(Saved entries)
■ ■ ■ ■ ■

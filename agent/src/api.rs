//! HTTP API: rule endpoints, health and the heartbeat receiver stub
//!
//! Handlers are thin: deserialize into typed requests, call the executor,
//! map error results to 400 and spawn failures to 500.

use std::sync::Arc;

use axum::{
    extract::{Query, State},
    http::StatusCode,
    response::{IntoResponse, Json, Response},
    routing::{get, post},
    Router,
};
use serde::{Deserialize, Serialize};
use tower_http::cors::CorsLayer;
use tower_http::trace::TraceLayer;
use tracing::{debug, error, info};

use crate::config::AgentConfig;
use crate::executor::{ExecutorError, RuleExecutor};
use crate::rules::{Chain, ExecutionResult, Rule};

#[derive(Clone)]
pub struct AppState {
    pub config: Arc<AgentConfig>,
    pub executor: Arc<RuleExecutor>,
}

impl AppState {
    pub fn new(config: AgentConfig, executor: RuleExecutor) -> Self {
        Self {
            config: Arc::new(config),
            executor: Arc::new(executor),
        }
    }
}

pub fn router(state: AppState) -> Router {
    Router::new()
        .route("/", get(root))
        .route("/health", get(health))
        .route("/rules/add", post(add_rule))
        .route("/rules/delete", post(delete_rule))
        .route("/rules/list", get(list_rules))
        .route("/rules/flush", post(flush_rules))
        .route("/rules/save", post(save_rules))
        .route("/heartbeat", post(receive_heartbeat))
        .layer(CorsLayer::permissive())
        .layer(TraceLayer::new_for_http())
        .with_state(state)
}

/// Serve the API on `listener` until `shutdown` resolves
pub async fn serve<F>(
    listener: tokio::net::TcpListener,
    state: AppState,
    shutdown: F,
) -> anyhow::Result<()>
where
    F: std::future::Future<Output = ()> + Send + 'static,
{
    axum::serve(listener, router(state))
        .with_graceful_shutdown(shutdown)
        .await?;
    Ok(())
}

// --- API Types ---

#[derive(Serialize)]
struct RootResponse {
    message: String,
    agent_name: String,
}

#[derive(Serialize)]
struct HealthResponse {
    status: String,
    agent_name: String,
    timestamp: String,
}

#[derive(Deserialize)]
struct ListQuery {
    chain: Option<Chain>,
}

#[derive(Deserialize)]
struct FlushQuery {
    chain: Chain,
}

#[derive(Deserialize)]
struct HeartbeatRequest {
    agent_token: String,
    #[serde(default = "default_status")]
    status: String,
    #[serde(default)]
    system_info: Option<serde_json::Value>,
}

fn default_status() -> String {
    "online".to_string()
}

#[derive(Serialize)]
struct HeartbeatAck {
    message: String,
    status: String,
}

#[derive(Serialize)]
struct ErrorBody {
    detail: String,
}

/// Errors surfaced to HTTP callers as `{"detail": ...}`
#[derive(Debug)]
pub enum ApiError {
    /// The firewall tool rejected the request
    Tool(String),
    /// The firewall tool could not be run
    Internal(String),
}

impl IntoResponse for ApiError {
    fn into_response(self) -> Response {
        let (status, detail) = match self {
            ApiError::Tool(detail) => (StatusCode::BAD_REQUEST, detail),
            ApiError::Internal(detail) => (StatusCode::INTERNAL_SERVER_ERROR, detail),
        };
        (status, Json(ErrorBody { detail })).into_response()
    }
}

fn respond(
    result: Result<ExecutionResult, ExecutorError>,
) -> Result<Json<ExecutionResult>, ApiError> {
    match result {
        Ok(result) if result.is_success() => Ok(Json(result)),
        Ok(result) => Err(ApiError::Tool(result.message)),
        Err(e) => {
            error!("Executor failure: {e}");
            Err(ApiError::Internal(e.to_string()))
        }
    }
}

// --- Handlers ---

async fn root(State(state): State<AppState>) -> Json<RootResponse> {
    Json(RootResponse {
        message: "fwagent is running".into(),
        agent_name: state.config.agent.name.clone(),
    })
}

async fn health(State(state): State<AppState>) -> Json<HealthResponse> {
    Json(HealthResponse {
        status: "healthy".into(),
        agent_name: state.config.agent.name.clone(),
        timestamp: chrono::Utc::now().to_rfc3339(),
    })
}

async fn add_rule(
    State(state): State<AppState>,
    Json(rule): Json<Rule>,
) -> Result<Json<ExecutionResult>, ApiError> {
    respond(state.executor.add_rule(&rule).await)
}

async fn delete_rule(
    State(state): State<AppState>,
    Json(rule): Json<Rule>,
) -> Result<Json<ExecutionResult>, ApiError> {
    respond(state.executor.delete_rule(&rule).await)
}

async fn list_rules(
    State(state): State<AppState>,
    Query(query): Query<ListQuery>,
) -> Result<Json<ExecutionResult>, ApiError> {
    respond(state.executor.list_rules(query.chain).await)
}

async fn flush_rules(
    State(state): State<AppState>,
    Query(query): Query<FlushQuery>,
) -> Result<Json<ExecutionResult>, ApiError> {
    info!("Flush requested for chain {}", query.chain);
    respond(state.executor.flush_chain(query.chain).await)
}

async fn save_rules(State(state): State<AppState>) -> Result<Json<ExecutionResult>, ApiError> {
    respond(state.executor.save_rules().await)
}

/// Local stub: acknowledges and drops the heartbeat
async fn receive_heartbeat(Json(req): Json<HeartbeatRequest>) -> Json<HeartbeatAck> {
    let token_prefix: String = req.agent_token.chars().take(8).collect();
    debug!(
        "Heartbeat received (token {token_prefix}..., status {}, system_info: {})",
        req.status,
        req.system_info.is_some()
    );
    Json(HeartbeatAck {
        message: "Heartbeat received".into(),
        status: "online".into(),
    })
}
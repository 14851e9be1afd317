//! Heartbeat reporter
//!
//! Posts liveness plus static system info to
//! `{backend}/nodes/{node_id}/heartbeat` on a fixed interval. Failures are
//! logged and swallowed; the next tick is the only retry.

use std::sync::atomic::{AtomicBool, Ordering};
use std::time::Duration;

use serde::Serialize;
use thiserror::Error;
use tokio_util::sync::CancellationToken;
use tracing::{debug, info, warn};

pub const DEFAULT_INTERVAL: Duration = Duration::from_secs(30);

#[derive(Debug, Error)]
pub enum HeartbeatError {
    #[error("{0} must not be empty")]
    MissingSetting(&'static str),
    #[error("Heartbeat request failed: {0}")]
    Transport(#[from] reqwest::Error),
    #[error("Controller returned {status}: {body}")]
    Status {
        status: reqwest::StatusCode,
        body: String,
    },
    #[error("Invalid controller response: {0}")]
    Decode(#[source] reqwest::Error),
}

#[derive(Debug, Clone, Copy, PartialEq, Eq)]
pub enum ReporterState {
    Idle,
    Running,
}

#[derive(Debug, Serialize)]
pub struct SystemInfo {
    pub platform: String,
    pub version: String,
}

#[derive(Debug, Serialize)]
pub struct HeartbeatPayload {
    pub agent_token: String,
    pub status: String,
    pub system_info: SystemInfo,
}

pub struct HeartbeatReporter {
    client: reqwest::Client,
    backend_url: String,
    node_id: String,
    token: String,
    interval: Duration,
    running: AtomicBool,
}

impl HeartbeatReporter {
    /// Build a reporter. `node_id` is required up front so no heartbeat is
    /// ever posted to an unresolved URL.
    pub fn new(
        backend_url: &str,
        token: &str,
        node_id: &str,
        interval: Duration,
        timeout: Option<Duration>,
    ) -> Result<Self, HeartbeatError> {
        let backend_url = backend_url.trim().trim_end_matches('/');
        if backend_url.is_empty() {
            return Err(HeartbeatError::MissingSetting("backend url"));
        }
        if token.trim().is_empty() {
            return Err(HeartbeatError::MissingSetting("token"));
        }
        if node_id.trim().is_empty() {
            return Err(HeartbeatError::MissingSetting("node id"));
        }

        let mut builder = reqwest::Client::builder();
        if let Some(timeout) = timeout {
            builder = builder.timeout(timeout);
        }

        Ok(Self {
            client: builder.build()?,
            backend_url: backend_url.to_string(),
            node_id: node_id.trim().to_string(),
            token: token.to_string(),
            interval,
            running: AtomicBool::new(false),
        })
    }

    pub fn heartbeat_url(&self) -> String {
        format!("{}/nodes/{}/heartbeat", self.backend_url, self.node_id)
    }

    pub fn state(&self) -> ReporterState {
        if self.running.load(Ordering::SeqCst) {
            ReporterState::Running
        } else {
            ReporterState::Idle
        }
    }

    fn payload(&self) -> HeartbeatPayload {
        HeartbeatPayload {
            agent_token: self.token.clone(),
            status: "online".to_string(),
            system_info: SystemInfo {
                platform: std::env::consts::OS.to_string(),
                version: env!("CARGO_PKG_VERSION").to_string(),
            },
        }
    }

    /// Post one heartbeat and return the controller's JSON body
    pub async fn try_send(&self) -> Result<serde_json::Value, HeartbeatError> {
        let response = self
            .client
            .post(self.heartbeat_url())
            .bearer_auth(&self.token)
            .json(&self.payload())
            .send()
            .await?;

        let status = response.status();
        if status != reqwest::StatusCode::OK {
            let body = response.text().await.unwrap_or_default();
            return Err(HeartbeatError::Status { status, body });
        }

        response.json().await.map_err(HeartbeatError::Decode)
    }

    /// Post one heartbeat; failures are logged and yield `None`
    pub async fn send_heartbeat(&self) -> Option<serde_json::Value> {
        match self.try_send().await {
            Ok(body) => {
                info!("Heartbeat sent at {}", chrono::Utc::now().to_rfc3339());
                Some(body)
            }
            Err(e) => {
                warn!("Error sending heartbeat: {e}");
                None
            }
        }
    }

    /// Send immediately, then every `interval`, until `cancel` fires
    pub async fn run(&self, cancel: CancellationToken) {
        self.running.store(true, Ordering::SeqCst);
        info!(
            "Starting heartbeat loop for node {} (every {}s)",
            self.node_id,
            self.interval.as_secs_f64()
        );

        loop {
            tokio::select! {
                _ = cancel.cancelled() => break,
                _ = self.send_heartbeat() => {}
            }

            tokio::select! {
                _ = cancel.cancelled() => break,
                _ = tokio::time::sleep(self.interval) => {
                    debug!("Heartbeat interval elapsed");
                }
            }
        }

        info!("Heartbeat loop stopped");
    }
}
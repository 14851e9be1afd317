//! Rule executor: translates rule requests into iptables invocations
//!
//! Every operation is a single, self-contained tool invocation. A non-zero
//! exit is turned into an error `ExecutionResult` carrying the tool's
//! diagnostic; only a failure to start the tool at all is an `Err`.

use async_trait::async_trait;
use std::sync::Arc;
use thiserror::Error;
use tracing::{debug, info, warn};

use crate::config::ExecutorConfig;
use crate::rules::{self, Chain, ExecutionResult, Rule};

#[derive(Debug, Error)]
pub enum ExecutorError {
    #[error("Failed to run {program}: {source}")]
    Spawn {
        program: String,
        #[source]
        source: std::io::Error,
    },
}

/// Captured result of a finished subprocess
#[derive(Debug, Clone, Default)]
pub struct CommandOutput {
    pub success: bool,
    pub code: Option<i32>,
    pub stdout: String,
    pub stderr: String,
}

/// Seam between the executor and the operating system
#[async_trait]
pub trait CommandRunner: Send + Sync {
    async fn run(&self, program: &str, args: &[String]) -> std::io::Result<CommandOutput>;
}

/// Runs commands as real subprocesses
pub struct SystemRunner;

#[async_trait]
impl CommandRunner for SystemRunner {
    async fn run(&self, program: &str, args: &[String]) -> std::io::Result<CommandOutput> {
        let output = tokio::process::Command::new(program)
            .args(args)
            .output()
            .await?;

        Ok(CommandOutput {
            success: output.status.success(),
            code: output.status.code(),
            stdout: String::from_utf8_lossy(&output.stdout).to_string(),
            stderr: String::from_utf8_lossy(&output.stderr).to_string(),
        })
    }
}

pub struct RuleExecutor {
    runner: Arc<dyn CommandRunner>,
    config: ExecutorConfig,
}

impl RuleExecutor {
    pub fn new(config: ExecutorConfig) -> Self {
        Self::with_runner(config, Arc::new(SystemRunner))
    }

    pub fn with_runner(config: ExecutorConfig, runner: Arc<dyn CommandRunner>) -> Self {
        Self { runner, config }
    }

    /// Append a rule to its chain
    pub async fn add_rule(&self, rule: &Rule) -> Result<ExecutionResult, ExecutorError> {
        let output = self.iptables(rule.append_args()).await?;
        if !output.success {
            return Ok(self.failure(&self.config.iptables_bin, &rule.append_args(), &output));
        }
        info!("Rule added to {}: {:?}", rule.chain, rule.filter_args());
        Ok(ExecutionResult::success(format!("Rule added to {}", rule.chain)))
    }

    /// Delete the rule with exactly this signature
    pub async fn delete_rule(&self, rule: &Rule) -> Result<ExecutionResult, ExecutorError> {
        let output = self.iptables(rule.delete_args()).await?;
        if !output.success {
            return Ok(self.failure(&self.config.iptables_bin, &rule.delete_args(), &output));
        }
        info!("Rule deleted from {}: {:?}", rule.chain, rule.filter_args());
        Ok(ExecutionResult::success(format!("Rule deleted from {}", rule.chain)))
    }

    /// List rules with packet/byte counters, optionally for a single chain
    pub async fn list_rules(&self, chain: Option<Chain>) -> Result<ExecutionResult, ExecutorError> {
        let args = rules::list_args(chain);
        let output = self.iptables(args.clone()).await?;
        if !output.success {
            return Ok(self.failure(&self.config.iptables_bin, &args, &output));
        }
        let message = match chain {
            Some(chain) => format!("Listed rules for {chain}"),
            None => "Listed rules".to_string(),
        };
        Ok(ExecutionResult::listing(message, output.stdout))
    }

    /// Remove every rule from a chain
    pub async fn flush_chain(&self, chain: Chain) -> Result<ExecutionResult, ExecutorError> {
        let args = rules::flush_args(chain);
        let output = self.iptables(args.clone()).await?;
        if !output.success {
            return Ok(self.failure(&self.config.iptables_bin, &args, &output));
        }
        warn!("Chain {chain} flushed");
        Ok(ExecutionResult::success(format!("Chain {chain} flushed")))
    }

    /// Dump the live ruleset, writing it to `save_path` when one is configured
    pub async fn save_rules(&self) -> Result<ExecutionResult, ExecutorError> {
        let save_bin = self.config.save_bin.clone();
        let output = self.invoke(&save_bin, Vec::new()).await?;
        if !output.success {
            return Ok(self.failure(&save_bin, &[], &output));
        }

        let Some(path) = &self.config.save_path else {
            info!("Rules saved");
            return Ok(ExecutionResult::success("Rules saved"));
        };

        if let Err(e) = tokio::fs::write(path, output.stdout.as_bytes()).await {
            warn!("Failed to write rules to {}: {e}", path.display());
            return Ok(ExecutionResult::error(format!(
                "Failed to write rules to {}: {e}",
                path.display()
            )));
        }
        info!("Rules saved to {}", path.display());
        Ok(ExecutionResult::success(format!(
            "Rules saved to {}",
            path.display()
        )))
    }

    async fn iptables(&self, args: Vec<String>) -> Result<CommandOutput, ExecutorError> {
        let program = self.config.iptables_bin.clone();
        self.invoke(&program, args).await
    }

    async fn invoke(&self, program: &str, args: Vec<String>) -> Result<CommandOutput, ExecutorError> {
        let (program, argv) = self.elevate(program, args);
        debug!("exec: {program} {}", argv.join(" "));

        self.runner
            .run(&program, &argv)
            .await
            .map_err(|source| ExecutorError::Spawn { program, source })
    }

    fn elevate(&self, program: &str, args: Vec<String>) -> (String, Vec<String>) {
        if self.config.use_sudo {
            let mut argv = Vec::with_capacity(args.len() + 1);
            argv.push(program.to_string());
            argv.extend(args);
            ("sudo".to_string(), argv)
        } else {
            (program.to_string(), args)
        }
    }

    fn failure(&self, program: &str, args: &[String], output: &CommandOutput) -> ExecutionResult {
        let stderr = output.stderr.trim();
        let message = if stderr.is_empty() {
            let code = output
                .code
                .map(|c| c.to_string())
                .unwrap_or_else(|| "unknown".to_string());
            let (program, argv) = self.elevate(program, args.to_vec());
            format!("{program} {} exited with status {code}", argv.join(" "))
        } else {
            stderr.to_string()
        };
        warn!("{program} failed: {message}");
        ExecutionResult::error(message)
    }
}
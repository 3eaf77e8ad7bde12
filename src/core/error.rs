use std::fmt;
use std::io;
use std::result;

#[derive(Debug, Clone, PartialEq, Eq)]
pub enum Error {
    Field(String),
    Argument(String),
    NotFound(String),
    Io(String),
    State(String),
}

impl fmt::Display for Error {
    fn fmt(&self, f: &mut fmt::Formatter<'_>) -> fmt::Result {
        match self {
            Error::Field(msg)       => write!(f, "{}", msg),
            Error::Argument(msg)    => write!(f, "{}", msg),
            Error::NotFound(name)   => write!(f, "Contact {} doesn't exist", name),
            Error::Io(msg)          => write!(f, "{}", msg),
            Error::State(msg)       => write!(f, "{}", msg),
        }
    }
}

impl std::error::Error for Error {}

impl From<io::Error> for Error {
    fn from(err: io::Error) -> Self {
        Error::Io(format!("IO error: {}", err))
    }
}

impl From<serde_json::Error> for Error {
    fn from(err: serde_json::Error) -> Self {
        Error::Argument(format!("bad config, error: {}", err))
    }
}

impl From<csv::Error> for Error {
    fn from(err: csv::Error) -> Self {
        Error::Io(format!("CSV error: {}", err))
    }
}

pub type Result<T> = result::Result<T, Error>;
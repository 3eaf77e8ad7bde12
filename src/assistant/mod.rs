//! Line oriented command handling for the interactive assistant.
//!
//! [`Assistant::execute`] turns one input line into the text to print, so
//! the whole command set runs without a terminal attached.

mod cmds;


use clap::{ArgMatches, Command};
use log::{debug, error};

use crate::{
    Error,
    core::Result,
    book::{
        address_book::{AddressBook, Added},
        record::NOT_PROVIDED,
    },
};

use cmds::*;

pub const WELCOME: &str = "Welcome to the assistant bot!";
pub const GREETING: &str = "How can I help you?";
pub const GOODBYE: &str = "Good bye!";
pub const INVALID_COMMAND: &str = "Invalid command.";
pub const EMPTY_BOOK: &str = "Contacts book is empty.";
pub const USAGE_ERROR: &str = "Give me name (and phone/birthday) please.";
pub const NOT_FOUND: &str = "Contact doesn't exist.";
pub const UNEXPECTED_ERROR: &str = "Oops! Something wrong happened.";

#[derive(Debug, Clone, PartialEq, Eq)]
pub enum Reply {
    /// Print the text and read the next line.
    Continue(String),
    /// Print the text and end the session.
    Quit(String),
    /// Nothing to print.
    Empty,
}

pub struct Assistant {
    book: AddressBook,
    cli : Command,
}

impl Assistant {
    pub fn new(book: AddressBook) -> Self {
        Self {
            book,
            cli: assistant_cli(),
        }
    }

    pub fn book(&self) -> &AddressBook {
        &self.book
    }

    pub fn into_book(self) -> AddressBook {
        self.book
    }

    pub fn supported_commands(&self) -> String {
        supported_commands(&self.cli)
    }

    pub fn welcome(&self) -> String {
        format!("{}\n{}", WELCOME, self.supported_commands())
    }

    pub fn execute(&mut self, line: &str) -> Reply {
        let mut args = line.split_whitespace()
            .map(|v| v.to_string())
            .collect::<Vec<_>>();

        let Some(first) = args.first_mut() else {
            return Reply::Empty;
        };
        *first = first.to_lowercase();

        if EXIT_COMMANDS.contains(&first.as_str()) {
            return Reply::Quit(GOODBYE.into());
        }
        if self.cli.find_subcommand(first.as_str()).is_none() {
            debug!("Unknown command: {}", first);
            return Reply::Continue(INVALID_COMMAND.into());
        }

        let result = self.cli.try_get_matches_from_mut(args)
            .map_err(|e| Error::Argument(format!("{:?}", e.kind())))
            .and_then(|matches| self.dispatch(&matches));

        match result {
            Ok(text) => Reply::Continue(text),
            Err(e) => Reply::Continue(translate(&e)),
        }
    }

    fn dispatch(&mut self, matches: &ArgMatches) -> Result<String> {
        let book = &mut self.book;
        match matches.subcommand() {
            Some((HELLO, _)) => {
                Ok(format!("{}\n{}", GREETING, supported_commands(&self.cli)))
            }
            Some((ADD, m)) => {
                match book.add_contact(value(m, "NAME")?, value(m, "PHONE")?)? {
                    Added::Created => Ok("Contact added.".into()),
                    Added::AlreadyExists => Ok("Contact already exists.".into()),
                }
            }
            Some((ADD_BIRTHDAY, m)) => {
                book.add_birthday(value(m, "NAME")?, value(m, "BIRTHDAY")?)?;
                Ok("Birthday added.".into())
            }
            Some((SHOW_BIRTHDAY, m)) => {
                Ok(book.birthday(value(m, "NAME")?)?
                    .map(|v| v.to_string())
                    .unwrap_or_else(|| NOT_PROVIDED.into()))
            }
            Some((BIRTHDAYS, _)) => {
                Ok(book.birthdays()
                    .map(|v| v.to_string())
                    .unwrap_or_else(|| EMPTY_BOOK.into()))
            }
            Some((CHANGE, m)) => {
                book.change_phone(value(m, "NAME")?, value(m, "PHONE")?)?;
                Ok("Contact's phone updated.".into())
            }
            Some((PHONE, m)) => {
                Ok(book.phone(value(m, "NAME")?)?.to_string())
            }
            Some((ALL, _)) => {
                if book.is_empty() {
                    return Ok(EMPTY_BOOK.into());
                }
                Ok(book.all()
                    .map(|v| v.to_string())
                    .collect::<Vec<_>>()
                    .join("\n"))
            }
            Some((name, _)) => Err(Error::State(format!("Unhandled command {}", name))),
            None => Err(Error::Argument("Missing command".into())),
        }
    }
}

fn value<'a>(matches: &'a ArgMatches, id: &str) -> Result<&'a str> {
    matches.get_one::<String>(id)
        .map(|v| v.as_str())
        .ok_or_else(|| Error::Argument(format!("Missing argument {}", id)))
}

/// Maps an error to the text shown to the user.
pub fn translate(err: &Error) -> String {
    match err {
        Error::Field(msg) => msg.clone(),
        Error::Argument(_) => USAGE_ERROR.into(),
        Error::NotFound(_) => NOT_FOUND.into(),
        Error::Io(_) | Error::State(_) => {
            error!("Command failed: {err}");
            UNEXPECTED_ERROR.into()
        }
    }
}
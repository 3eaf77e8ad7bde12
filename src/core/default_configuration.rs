use std::fmt;
use std::fs;
use serde::Deserialize;
use log::LevelFilter;

use crate::{
    Error,
    core::{
        config::Config,
        Result
    },
};

pub const DEFAULT_DATA_FILE: &str = "address_book_data.csv";
pub const DEFAULT_LOG_LEVEL: LevelFilter = LevelFilter::Warn;

#[derive(Clone, Deserialize)]
struct LogCfg {
    #[serde(rename = "level")]
    level   : Option<String>,
    #[serde(rename = "logFile")]
    file    : Option<String>,

    #[serde(skip)]
    deserde_level: Option<LevelFilter>,
}

#[derive(Clone, Deserialize)]
struct Configuration {
    #[serde(rename = "dataFile")]
    data_file   : Option<String>,

    #[serde(rename = "logger")]
    logger      : Option<LogCfg>,
}

pub struct Builder<'a> {
    data_file   : Option<&'a str>,

    log_level   : Option<LevelFilter>,
    log_file    : Option<&'a str>,

    cfg         : Option<Configuration>,
}

impl<'a> Builder<'a> {
    pub fn new() -> Builder<'a> {
        Self {
            data_file   : None,
            log_level   : None,
            log_file    : None,
            cfg         : None,
        }
    }

    pub fn with_data_file(&mut self, path: &'a str) -> &mut Self {
        self.data_file = Some(path);
        self
    }

    pub fn with_log_level(&mut self, level: LevelFilter) -> &mut Self {
        self.log_level = Some(level);
        self
    }

    pub fn with_logger(&mut self, level: LevelFilter, file: Option<&'a str>) -> &mut Self {
        self.log_level = Some(level);
        self.log_file = file;
        self
    }

    pub fn load(&mut self, input: &str) -> Result<&mut Self> {
        let data = fs::read_to_string(input).map_err(|e| {
            Error::Io(format!("Reading config error: {}", e))
        })?;

        let cfg = serde_json::from_str::<Configuration>(&data)?;
        self.cfg = Some(cfg);
        Ok(self)
    }

    pub fn build(&mut self) -> Result<Box<dyn Config>> {
        Ok(Box::new(Configuration::new(self)?))
    }
}

impl<'a> Default for Builder<'a> {
    fn default() -> Self {
        Self::new()
    }
}

impl Configuration {
    fn new(b: &Builder) -> Result<Self> {
        let mut cfg = b.cfg.clone().unwrap_or(Self {
            data_file   : None,
            logger      : None,
        });

        if let Some(path) = b.data_file {
            cfg.data_file = Some(path.to_string());
        }
        if cfg.data_file.as_deref().map_or(true, |v| v.is_empty()) {
            cfg.data_file = Some(DEFAULT_DATA_FILE.to_string());
        }

        let mut logger = cfg.logger.take().unwrap_or(LogCfg {
            level: None,
            file: None,
            deserde_level: None,
        });

        let level = match logger.level.as_deref() {
            Some(v) => v.parse::<LevelFilter>().map_err(|_| {
                Error::Argument(format!("bad config, unknown log level: {}", v))
            })?,
            None => DEFAULT_LOG_LEVEL,
        };
        logger.deserde_level = Some(b.log_level.unwrap_or(level));
        if let Some(file) = b.log_file {
            logger.file = Some(file.to_string());
        }

        cfg.logger = Some(logger);
        Ok(cfg)
    }
}

impl Config for Configuration {
    fn data_file(&self) -> &str {
        self.data_file.as_deref().unwrap_or(DEFAULT_DATA_FILE)
    }

    fn log_level(&self) -> LevelFilter {
        self.logger.as_ref()
            .and_then(|v| v.deserde_level)
            .unwrap_or(DEFAULT_LOG_LEVEL)
    }

    fn log_file(&self) -> Option<&str> {
        self.logger.as_ref().and_then(|v| v.file.as_deref())
    }

    #[cfg(feature = "inspect")]
    fn dump(&self) {
        println!("config: {}", self);
    }
}

impl fmt::Display for Configuration {
    fn fmt(&self, f: &mut fmt::Formatter<'_>) -> fmt::Result {
        write!(f, "dataFile:{},", self.data_file())?;
        write!(f, "\tlogLevel:{},", self.log_level())?;
        if let Some(file) = self.log_file() {
            write!(f, "\tlogFile:{}", file)?;
        }
        Ok(())
    }
}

■ ■ ■ ■ ■

**Your goal:** An exact, complete copy of the lines above from the one with "let mut argv" through the one with "let stderr = output.stderr.trim();" is the whole answer.

**Response to the task:**
            let mut argv = Vec::with_capacity(args.len() + 1);
            argv.push(program.to_string());
            argv.extend(args);
            ("sudo".to_string(), argv)
        } else {
            (program.to_string(), args)
        }
    }

    fn failure(&self, program: &str, args: &[String], output: &CommandOutput) -> ExecutionResult {
        let stderr = output.stderr.trim();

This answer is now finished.